TASK DETAILS:
Exactly the lines from the one containing "let mut url" to the last line of the records, inclusive, are to be transcribed; include no others.

==== SUPPLIED RECORDS ====

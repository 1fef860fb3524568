//! Backend location and logging settings.
//!
//! Sources, lowest precedence first: built-in fallbacks, the TOML file at
//! `~/.config/lawvriksh-onboard/config.toml`, the `LAWVRIKSH_API_URL`
//! environment variable, then the `--api-url` flag.

use std::fs;
use std::path::{Path, PathBuf};

use serde::Deserialize;
use url::Url;

/// Environment variable that overrides the backend base URL.
pub const API_URL_ENV: &str = "LAWVRIKSH_API_URL";

/// Fallback base for `/api/register` when nothing is configured.
pub const REGISTER_FALLBACK_BASE: &str = "http://localhost:3000";

/// Fallback base for `/api/feedback` when nothing is configured.
///
/// Differs from [`REGISTER_FALLBACK_BASE`]; the deployed default has not
/// been confirmed, so the two stay separate.
pub const FEEDBACK_FALLBACK_BASE: &str = "http://localhost:5000";

/// Default `tracing` filter directive.
pub const DEFAULT_LOG_FILTER: &str = "info";

/// Errors that can occur while loading configuration.
#[derive(Debug, thiserror::Error)]
pub enum ConfigError {
    /// The config file exists but could not be read.
    #[error("could not read {path}: {source}")]
    Io {
        path: PathBuf,
        #[source]
        source: std::io::Error,
    },

    /// The config file is not valid TOML for [`Config`].
    #[error("invalid config file: {0}")]
    Toml(#[from] toml::de::Error),

    /// A configured base URL does not parse.
    #[error("invalid API URL {value:?}: {source}")]
    InvalidUrl {
        value: String,
        #[source]
        source: url::ParseError,
    },
}

/// User configuration.
#[derive(Debug, Clone, Default, PartialEq, Eq, Deserialize)]
#[serde(default)]
pub struct Config {
    /// Backend base URL shared by both endpoints.
    pub api_url: Option<String>,

    /// `tracing` filter directive, e.g. `"debug"` or `"lawvriksh_onboard=trace"`.
    pub log_filter: Option<String>,
}

impl Config {
    /// Path of the config file (`~/.config/lawvriksh-onboard/config.toml`).
    pub fn config_path() -> Option<PathBuf> {
        dirs::config_dir().map(|p| p.join("lawvriksh-onboard").join("config.toml"))
    }

    /// Loads the config file if there is one, otherwise the defaults.
    pub fn load() -> Result<Self, ConfigError> {
        match Self::config_path() {
            Some(path) if path.exists() => Self::from_path(&path),
            _ => Ok(Self::default()),
        }
    }

    /// Parses the config file at `path`.
    pub fn from_path(path: &Path) -> Result<Self, ConfigError> {
        let content = fs::read_to_string(path).map_err(|source| ConfigError::Io {
            path: path.to_path_buf(),
            source,
        })?;
        Ok(toml::from_str(&content)?)
    }

    /// Applies the environment value and the command-line value on top.
    ///
    /// Blank values are ignored so an exported-but-empty variable does not
    /// mask the file.
    pub fn with_overrides(mut self, env: Option<String>, cli: Option<String>) -> Self {
        let non_blank = |v: Option<String>| v.filter(|s| !s.trim().is_empty());
        if let Some(url) = non_blank(cli).or_else(|| non_blank(env)) {
            self.api_url = Some(url);
        }
        self
    }

    /// The effective `tracing` filter.
    pub fn log_filter(&self) -> &str {
        self.log_filter.as_deref().unwrap_or(DEFAULT_LOG_FILTER)
    }

    /// Resolves both endpoint URLs.
    pub fn endpoints(&self) -> Result<Endpoints, ConfigError> {
        match &self.api_url {
            Some(base) => {
                let base = parse_base(base)?;
                Ok(Endpoints {
                    register: endpoint(&base, "api/register")?,
                    feedback: endpoint(&base, "api/feedback")?,
                    health: endpoint(&base, "api/health")?,
                })
            }
            None => {
                let register_base = parse_base(REGISTER_FALLBACK_BASE)?;
                Ok(Endpoints {
                    register: endpoint(&register_base, "api/register")?,
                    feedback: endpoint(&parse_base(FEEDBACK_FALLBACK_BASE)?, "api/feedback")?,
                    health: endpoint(&register_base, "api/health")?,
                })
            }
        }
    }
}

/// Fully resolved backend URLs.
#[derive(Debug, Clone, PartialEq, Eq)]
pub struct Endpoints {
    /// `POST` target for registrations.
    pub register: Url,
    /// `POST` target for feedback.
    pub feedback: Url,
    /// `GET` target for the liveness probe.
    pub health: Url,
}

impl Default for Endpoints {
    fn default() -> Self {
        // The fallbacks are compile-time constants and always parse.
        Config::default()
            .endpoints()
            .expect("valid hardcoded fallback URLs")
    }
}

fn parse_base(value: &str) -> Result<Url, ConfigError> {
    let mut url = Url::parse(value.trim()).map_err(|source| ConfigError::InvalidUrl {
        value: value.to_string(),
        source,
    })?;
    // Without a trailing slash `join` would replace the last path segment.
    if !url.path().ends_with('/') {
        let path = format!("{}/", url.path());
        url.set_path(&path);
    }
    Ok(url)
}

fn endpoint(base: &Url, path: &str) -> Result<Url, ConfigError> {
    base.join(path).map_err(|source| ConfigError::InvalidUrl {
        value: format!("{base}{path}"),
        source,
    })
}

====

EXERCISE OUTPUT:
    let mut url = Url::parse(value.trim()).map_err(|source| ConfigError::InvalidUrl {
        value: value.to_string(),
        source,
    })?;
    // Without a trailing slash `join` would replace the last path segment.
    if !url.path().ends_with('/') {
        let path = format!("{}/", url.path());
        url.set_path(&path);
    }
    Ok(url)
}

fn endpoint(base: &Url, path: &str) -> Result<Url, ConfigError> {
    base.join(path).map_err(|source| ConfigError::InvalidUrl {
        value: format!("{base}{path}"),
        source,
    })
}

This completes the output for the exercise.